Below is all -1 primes for 600<K<1001 for N=1M-2M)
<snip>
This is confusing. ??

RPS didn't start their search at N=1M? for all k 600-1001?

Neo
The history of this range is somewhat interesting. Before NPLB began actively searching the range, k=300-1001 was handled by the PrimeSearch project, which provided a web-based automated reservation system for individual k's within the range. Over time the project lapsed into inactivity as it ran into technical difficulties with its website, and much of their later search data ended up being spotty and unreliable. Seeing the inactivity at PrimeSearch, RPS did some limited searches on an individual-k basis, starting from the (assumed correct) PrimeSearch testing limits and somtimes skipping forward to top-5000 ranges. In general, though, the range didn't see much activity during this period, due to uncertainty as to who "owned" the range (so to speak, since of course nobody can "own" a number per se). NPLB was started as an attempt to revitalize the original PrimeSearch effort (it was, in fact, a renaming of the original project with an recognized transfer of leadership from the original admin to Gary), and started right away on the entire continuous k=300-1001, n<1M range. (We completed that goal last year and are now working on completing the entire range to n=2M.)

The idea of doing continuous searches over large blocks of k and n was actually somewhat unique to NPLB when it started--to this day, AFAIK, NPLB and PrimeGrid are the only projects to utilize this approach on a large scale in the Riesel and Proth number spaces.

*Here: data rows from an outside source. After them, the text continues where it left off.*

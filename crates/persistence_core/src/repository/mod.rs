//! Class-scoped repositories.
//!
//! # Responsibility
//! - Expose identifier and criteria lookups for one entity class.
//! - Route every loaded row through the manager's identity map.

pub mod criteria;
pub mod entity_repo;
//! Manager configuration.
//!
//! # Responsibility
//! - Describe where a SQLite-backed manager stores objects and how it logs.
//! - Parse and validate JSON configuration documents.

use crate::db::DbOptions;
use serde::{Deserialize, Serialize};
use std::error::Error;
use std::fmt::{Display, Formatter};
use std::path::PathBuf;
use std::time::Duration;

const DEFAULT_BUSY_TIMEOUT_MS: u64 = 5_000;
const DEFAULT_MAX_LOG_FILE_SIZE_BYTES: u64 = 10 * 1024 * 1024;
const DEFAULT_MAX_LOG_FILES: usize = 5;

/// Storage target of a SQLite-backed manager.
///
/// JSON form: `"memory"` or `{ "file": "/path/to/objects.sqlite3" }`.
#[derive(Debug, Clone, Default, PartialEq, Eq, Serialize, Deserialize)]
#[serde(rename_all = "snake_case")]
pub enum StorageLocation {
    #[default]
    Memory,
    File(PathBuf),
}

/// Verbosity of the rolling file logger.
#[derive(Debug, Clone, Copy, PartialEq, Eq, Serialize, Deserialize)]
#[serde(rename_all = "lowercase")]
pub enum LogLevel {
    Error,
    #[serde(alias = "warning")]
    Warn,
    Info,
    Debug,
    Trace,
}

impl LogLevel {
    /// `debug` in debug builds, `info` in release builds.
    pub fn for_build() -> Self {
        if cfg!(debug_assertions) {
            Self::Debug
        } else {
            Self::Info
        }
    }

    pub fn as_str(self) -> &'static str {
        match self {
            Self::Error => "error",
            Self::Warn => "warn",
            Self::Info => "info",
            Self::Debug => "debug",
            Self::Trace => "trace",
        }
    }
}

/// Optional file logging bootstrap.
///
/// JSON form: `{ "dir": "/var/log/app", "level": "info", "max_files": 5 }`.
#[derive(Debug, Clone, PartialEq, Eq, Serialize, Deserialize)]
#[serde(deny_unknown_fields)]
pub struct LoggingConfig {
    #[serde(default = "LogLevel::for_build")]
    pub level: LogLevel,
    /// Absolute directory for rolling log files.
    pub dir: PathBuf,
    #[serde(default = "default_max_file_size_bytes")]
    pub max_file_size_bytes: u64,
    /// Rotated files kept next to the active one.
    #[serde(default = "default_max_files")]
    pub max_files: usize,
}

impl LoggingConfig {
    /// Logs under `dir` with the build's default level and rotation.
    pub fn new(dir: impl Into<PathBuf>) -> Self {
        Self {
            level: LogLevel::for_build(),
            dir: dir.into(),
            max_file_size_bytes: DEFAULT_MAX_LOG_FILE_SIZE_BYTES,
            max_files: DEFAULT_MAX_LOG_FILES,
        }
    }

    pub fn with_level(mut self, level: LogLevel) -> Self {
        self.level = level;
        self
    }

    pub fn validate(&self) -> Result<(), ConfigError> {
        if self.dir.as_os_str().is_empty() {
            return Err(ConfigError::EmptyLogDir);
        }
        if !self.dir.is_absolute() {
            return Err(ConfigError::RelativeLogDir(self.dir.clone()));
        }
        if self.max_file_size_bytes == 0 || self.max_files == 0 {
            return Err(ConfigError::InvalidLogRotation);
        }
        Ok(())
    }
}

#[derive(Debug, Clone, PartialEq, Eq, Serialize, Deserialize)]
#[serde(deny_unknown_fields)]
pub struct ManagerConfig {
    #[serde(default)]
    pub storage: StorageLocation,
    #[serde(default = "default_busy_timeout_ms")]
    pub busy_timeout_ms: u64,
    #[serde(default)]
    pub logging: Option<LoggingConfig>,
}

impl Default for ManagerConfig {
    fn default() -> Self {
        Self {
            storage: StorageLocation::Memory,
            busy_timeout_ms: DEFAULT_BUSY_TIMEOUT_MS,
            logging: None,
        }
    }
}

impl ManagerConfig {
    /// In-memory storage, default timeout, no logging.
    pub fn in_memory() -> Self {
        Self::default()
    }

    /// File storage at `path` with defaults for everything else.
    pub fn file(path: impl Into<PathBuf>) -> Self {
        Self {
            storage: StorageLocation::File(path.into()),
            ..Self::default()
        }
    }

    /// Parses and validates a JSON configuration document.
    pub fn from_json_str(raw: &str) -> Result<Self, ConfigError> {
        let config: Self =
            serde_json::from_str(raw).map_err(|err| ConfigError::Parse(err.to_string()))?;
        config.validate()?;
        Ok(config)
    }

    pub fn validate(&self) -> Result<(), ConfigError> {
        if let StorageLocation::File(path) = &self.storage {
            if path.as_os_str().is_empty() {
                return Err(ConfigError::EmptyStoragePath);
            }
        }
        match &self.logging {
            Some(logging) => logging.validate(),
            None => Ok(()),
        }
    }

    pub fn busy_timeout(&self) -> Duration {
        Duration::from_millis(self.busy_timeout_ms)
    }

    pub fn db_options(&self) -> DbOptions {
        DbOptions {
            busy_timeout: self.busy_timeout(),
        }
    }
}

fn default_busy_timeout_ms() -> u64 {
    DEFAULT_BUSY_TIMEOUT_MS
}

fn default_max_file_size_bytes() -> u64 {
    DEFAULT_MAX_LOG_FILE_SIZE_BYTES
}

fn default_max_files() -> usize {
    DEFAULT_MAX_LOG_FILES
}

/// Invalid configuration documents.
#[derive(Debug, Clone, PartialEq, Eq)]
pub enum ConfigError {
    Parse(String),
    EmptyStoragePath,
    EmptyLogDir,
    RelativeLogDir(PathBuf),
    /// Rotation needs a non-zero file size and file count.
    InvalidLogRotation,
}

impl Display for ConfigError {
    fn fmt(&self, f: &mut Formatter<'_>) -> std::fmt::Result {
        match self {
            Self::Parse(message) => write!(f, "invalid manager config: {message}"),
            Self::EmptyStoragePath => write!(f, "storage file path cannot be empty"),
            Self::EmptyLogDir => write!(f, "logging dir cannot be empty"),
            Self::RelativeLogDir(dir) => {
                write!(f, "logging dir must be absolute, got `{}`", dir.display())
            }
            Self::InvalidLogRotation => {
                write!(f, "logging max_file_size_bytes and max_files must be non-zero")
            }
        }
    }
}

impl Error for ConfigError {}

#[cfg(test)]
mod tests {
    use super::{ConfigError, LogLevel, LoggingConfig, ManagerConfig, StorageLocation};
    use std::path::PathBuf;
    use std::time::Duration;

    #[test]
    fn empty_document_uses_defaults() {
        let config = ManagerConfig::from_json_str("{}").unwrap();
        assert_eq!(config, ManagerConfig::in_memory());
        assert_eq!(config.busy_timeout(), Duration::from_secs(5));
    }

    #[test]
    fn parses_file_storage_and_logging() {
        let config = ManagerConfig::from_json_str(
            r#"{
                "storage": { "file": "/tmp/objects.sqlite3" },
                "busy_timeout_ms": 250,
                "logging": { "level": "warning", "dir": "/tmp/logs", "max_files": 2 }
            }"#,
        )
        .unwrap();
        assert_eq!(
            config.storage,
            StorageLocation::File(PathBuf::from("/tmp/objects.sqlite3"))
        );
        assert_eq!(config.db_options().busy_timeout, Duration::from_millis(250));
        let logging = config.logging.unwrap();
        assert_eq!(logging.level, LogLevel::Warn);
        assert_eq!(logging.max_files, 2);
        assert_eq!(logging.max_file_size_bytes, 10 * 1024 * 1024);
    }

    #[test]
    fn logging_section_needs_an_absolute_dir_and_rotation() {
        assert_eq!(
            ManagerConfig::from_json_str(r#"{"logging": {"dir": "logs"}}"#),
            Err(ConfigError::RelativeLogDir(PathBuf::from("logs")))
        );
        assert_eq!(
            ManagerConfig::from_json_str(r#"{"logging": {"dir": "/tmp/logs", "max_files": 0}}"#),
            Err(ConfigError::InvalidLogRotation)
        );
        assert!(matches!(
            ManagerConfig::from_json_str(r#"{"logging": {"dir": "/tmp/logs", "level": "loud"}}"#),
            Err(ConfigError::Parse(_))
        ));
        assert_eq!(
            LoggingConfig::new("/tmp/logs").level,
            LogLevel::for_build()
        );
    }

    #[test]
    fn rejects_unknown_keys_and_empty_paths() {
        assert!(matches!(
            ManagerConfig::from_json_str(r#"{"store": "memory"}"#),
            Err(ConfigError::Parse(_))
        ));
        assert_eq!(
            ManagerConfig::from_json_str(r#"{"storage": {"file": ""}}"#),
            Err(ConfigError::EmptyStoragePath)
        );
        assert_eq!(
            ManagerConfig::from_json_str(r#"{"logging": {"dir": ""}}"#),
            Err(ConfigError::EmptyLogDir)
        );
    }
}
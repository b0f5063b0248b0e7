//! Class-level commit ordering.
//!
//! Classes referenced through owning to-one associations are written before
//! the classes that reference them. Classes caught in a cycle keep name
//! order after every class that could be sorted.

use crate::mapping::metadata::ClassMetadata;
use std::collections::{BTreeMap, BTreeSet};

/// Orders `classes` so association targets precede their referrers.
///
/// Associations to classes outside `classes` and self references are
/// ignored.
pub(crate) fn commit_order<'a, I>(classes: I) -> Vec<String>
where
    I: IntoIterator<Item = &'a ClassMetadata>,
{
    let classes: BTreeMap<&str, &ClassMetadata> = classes
        .into_iter()
        .map(|metadata| (metadata.name(), metadata))
        .collect();

    // class -> targets it still waits for
    let mut pending: BTreeMap<&str, BTreeSet<&str>> = classes
        .iter()
        .map(|(name, metadata)| {
            let targets = metadata
                .owning_single_valued_targets()
                .filter(|target| target != name && classes.contains_key(target))
                .collect();
            (*name, targets)
        })
        .collect();

    let mut ordered = Vec::with_capacity(classes.len());
    loop {
        let ready: Vec<&str> = pending
            .iter()
            .filter(|(_, targets)| targets.is_empty())
            .map(|(name, _)| *name)
            .collect();
        if ready.is_empty() {
            break;
        }
        for name in ready {
            pending.remove(name);
            for targets in pending.values_mut() {
                targets.remove(name);
            }
            ordered.push(name.to_string());
        }
    }

    ordered.extend(pending.keys().map(|name| name.to_string()));
    ordered
}
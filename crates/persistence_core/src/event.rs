//! Lifecycle events raised by the object manager.
//!
//! # Responsibility
//! - Register listeners by stable id.
//! - Dispatch lifecycle notifications to subscribed listeners.
//!
//! # Invariants
//! - Listener ids are unique within one `EventManager`.
//! - Dispatch order is listener id order.

use crate::model::identifier::Identifier;
use std::collections::BTreeMap;
use std::error::Error;
use std::fmt::{Display, Formatter};
use std::rc::Rc;

/// Points in an object's lifecycle where listeners are notified.
#[derive(Debug, Clone, Copy, PartialEq, Eq, Hash, PartialOrd, Ord)]
pub enum LifecycleEvent {
    PrePersist,
    PostPersist,
    PreUpdate,
    PostUpdate,
    PreRemove,
    PostRemove,
    PostLoad,
    PreFlush,
    OnFlush,
    PostFlush,
    OnClear,
}

impl LifecycleEvent {
    pub fn as_str(self) -> &'static str {
        match self {
            Self::PrePersist => "pre_persist",
            Self::PostPersist => "post_persist",
            Self::PreUpdate => "pre_update",
            Self::PostUpdate => "post_update",
            Self::PreRemove => "pre_remove",
            Self::PostRemove => "post_remove",
            Self::PostLoad => "post_load",
            Self::PreFlush => "pre_flush",
            Self::OnFlush => "on_flush",
            Self::PostFlush => "post_flush",
            Self::OnClear => "on_clear",
        }
    }
}

impl Display for LifecycleEvent {
    fn fmt(&self, f: &mut Formatter<'_>) -> std::fmt::Result {
        f.write_str(self.as_str())
    }
}

/// Payload passed to listeners.
///
/// Object events carry `class_name` and `identifier`. Flush events carry
/// neither; `OnClear` carries the class name when the clear was scoped.
#[derive(Debug, Clone, Copy, PartialEq, Eq)]
pub struct EventArgs<'a> {
    pub event: LifecycleEvent,
    pub class_name: Option<&'a str>,
    pub identifier: Option<&'a Identifier>,
    /// Top-level fields that differ from the last flushed state (`PreUpdate`
    /// and `PostUpdate` only).
    pub changed_fields: &'a [String],
}

impl<'a> EventArgs<'a> {
    pub fn manager(event: LifecycleEvent) -> Self {
        Self {
            event,
            class_name: None,
            identifier: None,
            changed_fields: &[],
        }
    }

    pub fn object(event: LifecycleEvent, class_name: &'a str, identifier: &'a Identifier) -> Self {
        Self {
            event,
            class_name: Some(class_name),
            identifier: Some(identifier),
            changed_fields: &[],
        }
    }

    pub fn with_changed_fields(mut self, changed_fields: &'a [String]) -> Self {
        self.changed_fields = changed_fields;
        self
    }
}

/// Observer of manager lifecycle events.
pub trait LifecycleListener {
    /// Stable id used for registration and removal.
    fn listener_id(&self) -> &str;

    fn subscribed_events(&self) -> &[LifecycleEvent];

    fn on_event(&self, args: &EventArgs<'_>);
}

/// Listener registration errors.
#[derive(Debug, Clone, PartialEq, Eq)]
pub enum EventError {
    InvalidListenerId(String),
    DuplicateListenerId(String),
}

impl Display for EventError {
    fn fmt(&self, f: &mut Formatter<'_>) -> std::fmt::Result {
        match self {
            Self::InvalidListenerId(value) => write!(f, "listener id is invalid: {value}"),
            Self::DuplicateListenerId(value) => {
                write!(f, "listener id already registered: {value}")
            }
        }
    }
}

impl Error for EventError {}

/// Listener registry owned by one manager.
#[derive(Default)]
pub struct EventManager {
    listeners: BTreeMap<String, Rc<dyn LifecycleListener>>,
}

impl EventManager {
    pub fn new() -> Self {
        Self::default()
    }

    /// Registers one listener.
    pub fn add_listener(&mut self, listener: Rc<dyn LifecycleListener>) -> Result<(), EventError> {
        let listener_id = listener.listener_id().trim().to_string();
        if listener_id.is_empty() || listener_id.chars().any(char::is_whitespace) {
            return Err(EventError::InvalidListenerId(listener_id));
        }
        if self.listeners.contains_key(&listener_id) {
            return Err(EventError::DuplicateListenerId(listener_id));
        }
        self.listeners.insert(listener_id, listener);
        Ok(())
    }

    /// Unregisters a listener, returning it when it was present.
    pub fn remove_listener(&mut self, listener_id: &str) -> Option<Rc<dyn LifecycleListener>> {
        self.listeners.remove(listener_id.trim())
    }

    /// Sorted listener ids.
    pub fn listener_ids(&self) -> Vec<String> {
        self.listeners.keys().cloned().collect()
    }

    pub fn has_listeners(&self, event: LifecycleEvent) -> bool {
        self.listeners
            .values()
            .any(|listener| listener.subscribed_events().contains(&event))
    }

    pub fn dispatch(&self, args: &EventArgs<'_>) {
        for listener in self.listeners.values() {
            if listener.subscribed_events().contains(&args.event) {
                listener.on_event(args);
            }
        }
    }
}

#[cfg(test)]
mod tests {
    use super::{EventArgs, EventError, EventManager, LifecycleEvent, LifecycleListener};
    use crate::model::identifier::Identifier;
    use std::cell::RefCell;
    use std::rc::Rc;

    struct Recorder {
        id: &'static str,
        events: Vec<LifecycleEvent>,
        seen: RefCell<Vec<String>>,
    }

    impl LifecycleListener for Recorder {
        fn listener_id(&self) -> &str {
            self.id
        }

        fn subscribed_events(&self) -> &[LifecycleEvent] {
            &self.events
        }

        fn on_event(&self, args: &EventArgs<'_>) {
            let target = args
                .identifier
                .map(|id| id.to_string())
                .unwrap_or_default();
            self.seen
                .borrow_mut()
                .push(format!("{}:{}:{target}", self.id, args.event));
        }
    }

    fn recorder(id: &'static str, events: Vec<LifecycleEvent>) -> Rc<Recorder> {
        Rc::new(Recorder {
            id,
            events,
            seen: RefCell::new(Vec::new()),
        })
    }

    #[test]
    fn dispatch_reaches_only_subscribed_listeners() {
        let mut events = EventManager::new();
        let persist = recorder("persist", vec![LifecycleEvent::PrePersist]);
        let flush = recorder("flush", vec![LifecycleEvent::PostFlush]);
        events.add_listener(persist.clone()).unwrap();
        events.add_listener(flush.clone()).unwrap();

        let id = Identifier::new("7");
        events.dispatch(&EventArgs::object(
            LifecycleEvent::PrePersist,
            "blog::Author",
            &id,
        ));
        events.dispatch(&EventArgs::manager(LifecycleEvent::PostFlush));

        assert_eq!(*persist.seen.borrow(), vec!["persist:pre_persist:7"]);
        assert_eq!(*flush.seen.borrow(), vec!["flush:post_flush:"]);
        assert!(events.has_listeners(LifecycleEvent::PrePersist));
        assert!(!events.has_listeners(LifecycleEvent::OnClear));
    }

    #[test]
    fn listener_ids_must_be_valid_and_unique() {
        let mut events = EventManager::new();
        events
            .add_listener(recorder("audit", vec![LifecycleEvent::OnClear]))
            .unwrap();
        assert_eq!(
            events
                .add_listener(recorder("audit", vec![]))
                .unwrap_err(),
            EventError::DuplicateListenerId("audit".to_string())
        );
        assert!(matches!(
            events.add_listener(recorder(" ", vec![])),
            Err(EventError::InvalidListenerId(_))
        ));

        assert!(events.remove_listener("audit").is_some());
        assert!(events.listener_ids().is_empty());
    }
}
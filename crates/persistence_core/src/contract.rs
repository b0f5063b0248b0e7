//! Object manager and repository contracts.
//!
//! # Responsibility
//! - Define the public persistence API independent of storage.
//!
//! # Invariants
//! - Writes requested through `persist`/`remove` or made on managed handles
//!   reach storage only on `flush`.
//! - Within one manager, an identifier resolves to at most one handle.

use crate::manager::error::ManagerResult;
use crate::mapping::factory::ClassMetadataFactory;
use crate::mapping::metadata::ClassMetadata;
use crate::model::entity::Entity;
use crate::model::handle::Handle;
use crate::model::identifier::Identifier;
use crate::repository::criteria::Criteria;
use std::rc::Rc;

/// Persistence manager for entity objects.
pub trait ObjectManager {
    /// Repository type returned by `get_repository`.
    type Repository<'a, T: Entity>: ObjectRepository<T>
    where
        Self: 'a;

    /// Finds an object by identifier.
    ///
    /// # Contract
    /// - Returns the already managed handle when the identifier is in the
    ///   identity map.
    /// - Returns `None` when no row exists or the object is scheduled for
    ///   removal.
    fn find<T: Entity>(&mut self, id: impl Into<Identifier>) -> ManagerResult<Option<Handle<T>>>;

    /// Makes an object managed and schedules its insertion.
    ///
    /// # Contract
    /// - No-op for managed objects.
    /// - Cancels a pending removal.
    /// - An object the manager does not track is always treated as new.
    fn persist<T: Entity>(&mut self, object: &Handle<T>) -> ManagerResult<()>;

    /// Schedules a managed object for deletion at the next flush.
    ///
    /// # Contract
    /// - An object still waiting for insertion is just untracked.
    /// - Fails with `NotManaged` for objects the manager does not track.
    fn remove<T: Entity>(&mut self, object: &Handle<T>) -> ManagerResult<()>;

    /// Copies the state of `object` onto the managed object with the same
    /// identifier and returns the managed handle.
    ///
    /// # Contract
    /// - Loads the managed object when needed; persists a copy when no row
    ///   exists.
    /// - `object` itself does not become managed.
    /// - Fails with `RemovedEntity` when the target is scheduled for removal.
    #[deprecated(note = "copy state onto a handle returned by `find` instead")]
    fn merge<T: Entity>(&mut self, object: &Handle<T>) -> ManagerResult<Handle<T>>;

    /// Detaches all objects, or only objects of `class_name`.
    ///
    /// Pending work of detached objects is discarded.
    fn clear(&mut self, class_name: Option<&str>);

    /// Stops tracking one object and discards its pending work.
    ///
    /// No-op for unmanaged objects.
    #[deprecated(note = "use `clear` with the class name instead")]
    fn detach<T: Entity>(&mut self, object: &Handle<T>);

    /// Overwrites a managed object with its persisted state.
    ///
    /// # Contract
    /// - Fails with `NotManaged` for objects the manager does not track.
    /// - Fails with `EntityNotFound` when no persisted row exists.
    fn refresh<T: Entity>(&mut self, object: &Handle<T>) -> ManagerResult<()>;

    /// Writes all pending inserts, updates and deletes in one transaction.
    ///
    /// On failure nothing is written and pending work is kept.
    fn flush(&mut self) -> ManagerResult<()>;

    fn get_repository<T: Entity>(&mut self) -> ManagerResult<Self::Repository<'_, T>>;

    /// Metadata of a class the manager knows about.
    fn get_class_metadata(&self, class_name: &str) -> ManagerResult<Rc<ClassMetadata>>;

    fn metadata_factory(&self) -> &ClassMetadataFactory;

    /// Loads the state of an uninitialized proxy. No-op for loaded objects.
    fn initialize_object<T: Entity>(&mut self, object: &Handle<T>) -> ManagerResult<()>;

    /// Whether `object` is managed and not scheduled for removal.
    fn contains<T: Entity>(&self, object: &Handle<T>) -> bool;
}

/// Lookup API scoped to one entity class.
///
/// Results pass through the owning manager's identity map.
pub trait ObjectRepository<T: Entity> {
    fn find(&mut self, id: impl Into<Identifier>) -> ManagerResult<Option<Handle<T>>>;

    fn find_all(&mut self) -> ManagerResult<Vec<Handle<T>>>;

    /// Stored objects matching `criteria`, skipping objects scheduled for
    /// removal.
    fn find_by(&mut self, criteria: &Criteria) -> ManagerResult<Vec<Handle<T>>>;

    fn find_one_by(&mut self, criteria: &Criteria) -> ManagerResult<Option<Handle<T>>>;

    /// Number of persisted rows matching the filters of `criteria`.
    ///
    /// # Contract
    /// - Counts stored rows only: pending inserts are not counted, and rows
    ///   of objects scheduled for removal are counted until the next flush.
    ///   The result can therefore differ from `find_by(..).len()`.
    /// - `limit` and `offset` are ignored.
    fn count(&mut self, criteria: &Criteria) -> ManagerResult<u64>;

    fn class_name(&self) -> &'static str;
}
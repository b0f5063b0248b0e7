mod support;

use persistence_core::{
    active_logging, ConfigError, EntityManager, Handle, LogLevel, LoggingConfig, LoggingError,
    ManagerConfig, ManagerError, ObjectManager,
};
use support::{author, Author};

#[test]
fn open_starts_logging_from_the_manager_config() {
    let dir = tempfile::tempdir().unwrap();
    let logs = dir.path().join("logs");
    let mut config = ManagerConfig::file(dir.path().join("objects.sqlite3"));
    config.logging = Some(LoggingConfig::new(&logs).with_level(LogLevel::Debug));

    let mut em = EntityManager::open(&config).unwrap();
    assert!(logs.is_dir());
    assert_eq!(active_logging(), config.logging.clone());

    em.persist(&Handle::new(author("ada", "Ada"))).unwrap();
    em.flush().unwrap();

    let mut reopened = EntityManager::open(&config).unwrap();
    assert!(reopened.find::<Author>("ada").unwrap().is_some());

    let mut quieter = config.clone();
    quieter.logging = Some(LoggingConfig::new(&logs).with_level(LogLevel::Error));
    assert!(matches!(
        EntityManager::open(&quieter),
        Err(ManagerError::Logging(LoggingError::AlreadyInitialized { .. }))
    ));
}

#[test]
fn open_rejects_a_relative_log_dir() {
    let mut config = ManagerConfig::in_memory();
    config.logging = Some(LoggingConfig::new("logs"));
    assert!(matches!(
        EntityManager::open(&config),
        Err(ManagerError::Config(ConfigError::RelativeLogDir(_)))
    ));
}
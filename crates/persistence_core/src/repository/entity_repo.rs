//! Default `ObjectRepository` bound to an `EntityManager`.

use crate::contract::{ObjectManager, ObjectRepository};
use crate::manager::error::ManagerResult;
use crate::manager::EntityManager;
use crate::model::entity::Entity;
use crate::model::handle::Handle;
use crate::model::identifier::Identifier;
use crate::repository::criteria::Criteria;
use crate::store::ObjectStore;
use std::marker::PhantomData;

/// Repository for `T` borrowing its manager for the lookup's duration.
pub struct EntityRepository<'m, T: Entity, S: ObjectStore> {
    manager: &'m mut EntityManager<S>,
    entity: PhantomData<fn() -> T>,
}

impl<'m, T: Entity, S: ObjectStore> EntityRepository<'m, T, S> {
    pub(crate) fn new(manager: &'m mut EntityManager<S>) -> Self {
        Self {
            manager,
            entity: PhantomData,
        }
    }
}

impl<T: Entity, S: ObjectStore> ObjectRepository<T> for EntityRepository<'_, T, S> {
    fn find(&mut self, id: impl Into<Identifier>) -> ManagerResult<Option<Handle<T>>> {
        self.manager.find::<T>(id)
    }

    fn find_all(&mut self) -> ManagerResult<Vec<Handle<T>>> {
        self.manager.load_matching::<T>(&Criteria::new())
    }

    /// Objects scheduled for removal are left out.
    fn find_by(&mut self, criteria: &Criteria) -> ManagerResult<Vec<Handle<T>>> {
        self.manager.load_matching::<T>(criteria)
    }

    fn find_one_by(&mut self, criteria: &Criteria) -> ManagerResult<Option<Handle<T>>> {
        let first = criteria.clone().with_limit(1);
        Ok(self.manager.load_matching::<T>(&first)?.into_iter().next())
    }

    fn count(&mut self, criteria: &Criteria) -> ManagerResult<u64> {
        self.manager.count_matching::<T>(criteria)
    }

    fn class_name(&self) -> &'static str {
        T::CLASS_NAME
    }
}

RPS has done some of this recently as well with their 11th Drive on the k=2000-2300 range, though unlike NPLB they opted to start at the current top-5000 threshold level and skip k's that may have (but haven't been confirmed firmly) already tested.

Anyway, long story short, that's how the handful of pre-NPLB primes you found (from 617*2^1175468-1 up on your list) got there--they were found in previous sporadic searches in the range by RPS, pre-NPLB PrimeSearch, and other unaffiliated prime hunters.